▶ [WORK INSTRUCTIONS]
Copy the entire listing exactly.

▶ [MATERIAL FOR THIS EXERCISE]
──────

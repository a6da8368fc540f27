//! HTTP endpoints under `/api/database`.
//!
//! Every response body is an [`Envelope`]. Logical failures (validation, not found, conflicts,
//! store errors) are answered with `200` and a failure envelope; the status code only reports
//! transport-level problems with the request itself: `405` for the wrong method and `418` for a
//! body that cannot be parsed or lacks a required field.

use std::sync::Arc;

use axum::{
    Json, Router,
    extract::{FromRequest, Request, State, rejection::JsonRejection},
    http::StatusCode,
    response::{IntoResponse, Response},
    routing::{post, put},
};
use log::debug;
use serde::{Deserialize, Serialize, de::DeserializeOwned};

use crate::{
    envelope::{Envelope, ErrorBody},
    models::PostDraft,
    service::GettyService,
    store::DocumentStore,
};

const INVALID_REQUEST: &str = "invalid_request_error";

pub fn make_router<S: DocumentStore>(service: Arc<GettyService<S>>) -> Router {
    Router::new()
        .route("/api/database/posts/createPost", put(create_post::<S>))
        .route("/api/database/posts/getPostFromUser", post(get_post::<S>))
        .route("/api/database/posts/getAllPostsFromUser", post(get_all_posts::<S>))
        .route("/api/database/posts/postExists", post(post_exists::<S>))
        .route("/api/database/posts/likePost", post(like_post::<S>))
        .route("/api/database/posts/unlikePost", post(unlike_post::<S>))
        .route("/api/database/posts/userLikesPost", post(user_likes_post::<S>))
        .route("/api/database/posts/addComment", post(add_comment::<S>))
        .route("/api/database/posts/getHomefeed", post(home_feed::<S>))
        .route("/api/database/profile/followUser", post(follow_user::<S>))
        .route("/api/database/profile/unfollowUser", post(unfollow_user::<S>))
        .route("/api/database/profile/isFollowing", post(is_following::<S>))
        .route("/api/database/profile/getFriends", post(get_friends::<S>))
        .method_not_allowed_fallback(method_not_allowed)
        .fallback(unknown_route)
        .with_state(service)
}

/// JSON body extractor that answers rejections with a failure envelope and `418`.
pub struct Payload<T>(pub T);

impl<S, T> FromRequest<S> for Payload<T>
where
    T: DeserializeOwned,
    S: Send + Sync,
{
    type Rejection = Response;

    async fn from_request(req: Request, state: &S) -> Result<Self, Self::Rejection> {
        match Json::<T>::from_request(req, state).await {
            Ok(Json(value)) => Ok(Payload(value)),
            Err(rejection) => Err(reject(rejection)),
        }
    }
}

fn reject(rejection: JsonRejection) -> Response {
    debug!("rejected request body: {rejection}");
    failure(
        StatusCode::IM_A_TEAPOT,
        ErrorBody::new(418, rejection.body_text(), "", INVALID_REQUEST),
    )
}

fn respond<T: Serialize>(envelope: Envelope<T>) -> Response {
    (StatusCode::OK, Json(envelope)).into_response()
}

fn failure(status: StatusCode, error: ErrorBody) -> Response {
    (status, Json(Envelope::<()>::Failure(error))).into_response()
}

async fn method_not_allowed() -> Response {
    failure(
        StatusCode::METHOD_NOT_ALLOWED,
        ErrorBody::new(405, "Invalid request method", "", INVALID_REQUEST),
    )
}

async fn unknown_route() -> Response {
    failure(
        StatusCode::NOT_FOUND,
        ErrorBody::new(404, "No such endpoint", "", INVALID_REQUEST),
    )
}

type Service<S> = State<Arc<GettyService<S>>>;

#[derive(Debug, Deserialize)]
struct CreatePostReq {
    #[serde(alias = "userId")]
    user_id: String,
    #[serde(default, alias = "creationDate")]
    date_key: Option<String>,
    #[serde(flatten)]
    draft: PostDraft,
}

#[derive(Debug, Deserialize)]
struct UserReq {
    #[serde(alias = "id")]
    user_id: String,
}

#[derive(Debug, Deserialize)]
struct UserPostReq {
    user_id: String,
    post_id: String,
}

/// `user_id` is the liker; the post belongs to `owner_id`.
#[derive(Debug, Deserialize)]
struct LikeReq {
    user_id: String,
    post_id: String,
    owner_id: String,
}

#[derive(Debug, Deserialize)]
struct CommentReq {
    owner_id: String,
    post_id: String,
    user_id: String,
    #[serde(default)]
    username: String,
    comment: String,
}

#[derive(Debug, Deserialize)]
struct FollowReq {
    #[serde(alias = "id")]
    user_id: String,
    #[serde(alias = "friend_id")]
    target_id: String,
}

async fn create_post<S: DocumentStore>(State(service): Service<S>, Payload(req): Payload<CreatePostReq>) -> Response {
    respond(
        service
            .create_post(&req.user_id, req.date_key.as_deref(), req.draft)
            .await,
    )
}

async fn get_post<S: DocumentStore>(State(service): Service<S>, Payload(req): Payload<UserPostReq>) -> Response {
    respond(service.get_post(&req.user_id, &req.post_id).await)
}

async fn get_all_posts<S: DocumentStore>(State(service): Service<S>, Payload(req): Payload<UserReq>) -> Response {
    respond(service.get_all_posts(&req.user_id).await)
}

async fn post_exists<S: DocumentStore>(State(service): Service<S>, Payload(req): Payload<UserPostReq>) -> Response {
    respond(service.post_exists(&req.user_id, &req.post_id).await)
}

async fn like_post<S: DocumentStore>(State(service): Service<S>, Payload(req): Payload<LikeReq>) -> Response {
    respond(service.like_post(&req.owner_id, &req.post_id, &req.user_id).await)
}

async fn unlike_post<S: DocumentStore>(State(service): Service<S>, Payload(req): Payload<LikeReq>) -> Response {
    respond(service.unlike_post(&req.owner_id, &req.post_id, &req.user_id).await)
}

async fn user_likes_post<S: DocumentStore>(State(service): Service<S>, Payload(req): Payload<LikeReq>) -> Response {
    respond(service.user_likes_post(&req.owner_id, &req.post_id, &req.user_id).await)
}

async fn add_comment<S: DocumentStore>(State(service): Service<S>, Payload(req): Payload<CommentReq>) -> Response {
    respond(
        service
            .add_comment(&req.owner_id, &req.post_id, &req.user_id, &req.username, &req.comment)
            .await,
    )
}

async fn home_feed<S: DocumentStore>(State(service): Service<S>, Payload(req): Payload<UserReq>) -> Response {
    respond(service.home_feed(&req.user_id).await)
}

async fn follow_user<S: DocumentStore>(State(service): Service<S>, Payload(req): Payload<FollowReq>) -> Response {
    respond(service.follow(&req.user_id, &req.target_id).await)
}

async fn unfollow_user<S: DocumentStore>(State(service): Service<S>, Payload(req): Payload<FollowReq>) -> Response {
    respond(service.unfollow(&req.user_id, &req.target_id).await)
}

async fn is_following<S: DocumentStore>(State(service): Service<S>, Payload(req): Payload<FollowReq>) -> Response {
    respond(service.is_following(&req.user_id, &req.target_id).await)
}

async fn get_friends<S: DocumentStore>(State(service): Service<S>, Payload(req): Payload<UserReq>) -> Response {
    respond(service.friends(&req.user_id).await)
}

──────

▶ [ANSWER SPACE]
repository a6da8368fc540f27
//! HTTP endpoints under `/api/database`.
//!
//! Every response body is an [`Envelope`]. Logical failures (validation, not found, conflicts,
//! store errors) are answered with `200` and a failure envelope; the status code only reports
//! transport-level problems with the request itself: `405` for the wrong method and `418` for a
//! body that cannot be parsed or lacks a required field.

use std::sync::Arc;

use axum::{
    Json, Router,
    extract::{FromRequest, Request, State, rejection::JsonRejection},
    http::StatusCode,
    response::{IntoResponse, Response},
    routing::{post, put},
};
use log::debug;
use serde::{Deserialize, Serialize, de::DeserializeOwned};

use crate::{
    envelope::{Envelope, ErrorBody},
    models::PostDraft,
    service::GettyService,
    store::DocumentStore,
};

const INVALID_REQUEST: &str = "invalid_request_error";

pub fn make_router<S: DocumentStore>(service: Arc<GettyService<S>>) -> Router {
    Router::new()
        .route("/api/database/posts/createPost", put(create_post::<S>))
        .route("/api/database/posts/getPostFromUser", post(get_post::<S>))
        .route("/api/database/posts/getAllPostsFromUser", post(get_all_posts::<S>))
        .route("/api/database/posts/postExists", post(post_exists::<S>))
        .route("/api/database/posts/likePost", post(like_post::<S>))
        .route("/api/database/posts/unlikePost", post(unlike_post::<S>))
        .route("/api/database/posts/userLikesPost", post(user_likes_post::<S>))
        .route("/api/database/posts/addComment", post(add_comment::<S>))
        .route("/api/database/posts/getHomefeed", post(home_feed::<S>))
        .route("/api/database/profile/followUser", post(follow_user::<S>))
        .route("/api/database/profile/unfollowUser", post(unfollow_user::<S>))
        .route("/api/database/profile/isFollowing", post(is_following::<S>))
        .route("/api/database/profile/getFriends", post(get_friends::<S>))
        .method_not_allowed_fallback(method_not_allowed)
        .fallback(unknown_route)
        .with_state(service)
}

/// JSON body extractor that answers rejections with a failure envelope and `418`.
pub struct Payload<T>(pub T);

impl<S, T> FromRequest<S> for Payload<T>
where
    T: DeserializeOwned,
    S: Send + Sync,
{
    type Rejection = Response;

    async fn from_request(req: Request, state: &S) -> Result<Self, Self::Rejection> {
        match Json::<T>::from_request(req, state).await {
            Ok(Json(value)) => Ok(Payload(value)),
            Err(rejection) => Err(reject(rejection)),
        }
    }
}

fn reject(rejection: JsonRejection) -> Response {
    debug!("rejected request body: {rejection}");
    failure(
        StatusCode::IM_A_TEAPOT,
        ErrorBody::new(418, rejection.body_text(), "", INVALID_REQUEST),
    )
}

fn respond<T: Serialize>(envelope: Envelope<T>) -> Response {
    (StatusCode::OK, Json(envelope)).into_response()
}

fn failure(status: StatusCode, error: ErrorBody) -> Response {
    (status, Json(Envelope::<()>::Failure(error))).into_response()
}

async fn method_not_allowed() -> Response {
    failure(
        StatusCode::METHOD_NOT_ALLOWED,
        ErrorBody::new(405, "Invalid request method", "", INVALID_REQUEST),
    )
}

async fn unknown_route() -> Response {
    failure(
        StatusCode::NOT_FOUND,
        ErrorBody::new(404, "No such endpoint", "", INVALID_REQUEST),
    )
}

type Service<S> = State<Arc<GettyService<S>>>;

#[derive(Debug, Deserialize)]
struct CreatePostReq {
    #[serde(alias = "userId")]
    user_id: String,
    #[serde(default, alias = "creationDate")]
    date_key: Option<String>,
    #[serde(flatten)]
    draft: PostDraft,
}

#[derive(Debug, Deserialize)]
struct UserReq {
    #[serde(alias = "id")]
    user_id: String,
}

#[derive(Debug, Deserialize)]
struct UserPostReq {
    user_id: String,
    post_id: String,
}

/// `user_id` is the liker; the post belongs to `owner_id`.
#[derive(Debug, Deserialize)]
struct LikeReq {
    user_id: String,
    post_id: String,
    owner_id: String,
}

#[derive(Debug, Deserialize)]
struct CommentReq {
    owner_id: String,
    post_id: String,
    user_id: String,
    #[serde(default)]
    username: String,
    comment: String,
}

#[derive(Debug, Deserialize)]
struct FollowReq {
    #[serde(alias = "id")]
    user_id: String,
    #[serde(alias = "friend_id")]
    target_id: String,
}

async fn create_post<S: DocumentStore>(State(service): Service<S>, Payload(req): Payload<CreatePostReq>) -> Response {
    respond(
        service
            .create_post(&req.user_id, req.date_key.as_deref(), req.draft)
            .await,
    )
}

async fn get_post<S: DocumentStore>(State(service): Service<S>, Payload(req): Payload<UserPostReq>) -> Response {
    respond(service.get_post(&req.user_id, &req.post_id).await)
}

async fn get_all_posts<S: DocumentStore>(State(service): Service<S>, Payload(req): Payload<UserReq>) -> Response {
    respond(service.get_all_posts(&req.user_id).await)
}

async fn post_exists<S: DocumentStore>(State(service): Service<S>, Payload(req): Payload<UserPostReq>) -> Response {
    respond(service.post_exists(&req.user_id, &req.post_id).await)
}

async fn like_post<S: DocumentStore>(State(service): Service<S>, Payload(req): Payload<LikeReq>) -> Response {
    respond(service.like_post(&req.owner_id, &req.post_id, &req.user_id).await)
}

async fn unlike_post<S: DocumentStore>(State(service): Service<S>, Payload(req): Payload<LikeReq>) -> Response {
    respond(service.unlike_post(&req.owner_id, &req.post_id, &req.user_id).await)
}

async fn user_likes_post<S: DocumentStore>(State(service): Service<S>, Payload(req): Payload<LikeReq>) -> Response {
    respond(service.user_likes_post(&req.owner_id, &req.post_id, &req.user_id).await)
}

async fn add_comment<S: DocumentStore>(State(service): Service<S>, Payload(req): Payload<CommentReq>) -> Response {
    respond(
        service
            .add_comment(&req.owner_id, &req.post_id, &req.user_id, &req.username, &req.comment)
            .await,
    )
}

async fn home_feed<S: DocumentStore>(State(service): Service<S>, Payload(req): Payload<UserReq>) -> Response {
    respond(service.home_feed(&req.user_id).await)
}

async fn follow_user<S: DocumentStore>(State(service): Service<S>, Payload(req): Payload<FollowReq>) -> Response {
    respond(service.follow(&req.user_id, &req.target_id).await)
}

async fn unfollow_user<S: DocumentStore>(State(service): Service<S>, Payload(req): Payload<FollowReq>) -> Response {
    respond(service.unfollow(&req.user_id, &req.target_id).await)
}

async fn is_following<S: DocumentStore>(State(service): Service<S>, Payload(req): Payload<FollowReq>) -> Response {
    respond(service.is_following(&req.user_id, &req.target_id).await)
}

async fn get_friends<S: DocumentStore>(State(service): Service<S>, Payload(req): Payload<UserReq>) -> Response {
    respond(service.friends(&req.user_id).await)
}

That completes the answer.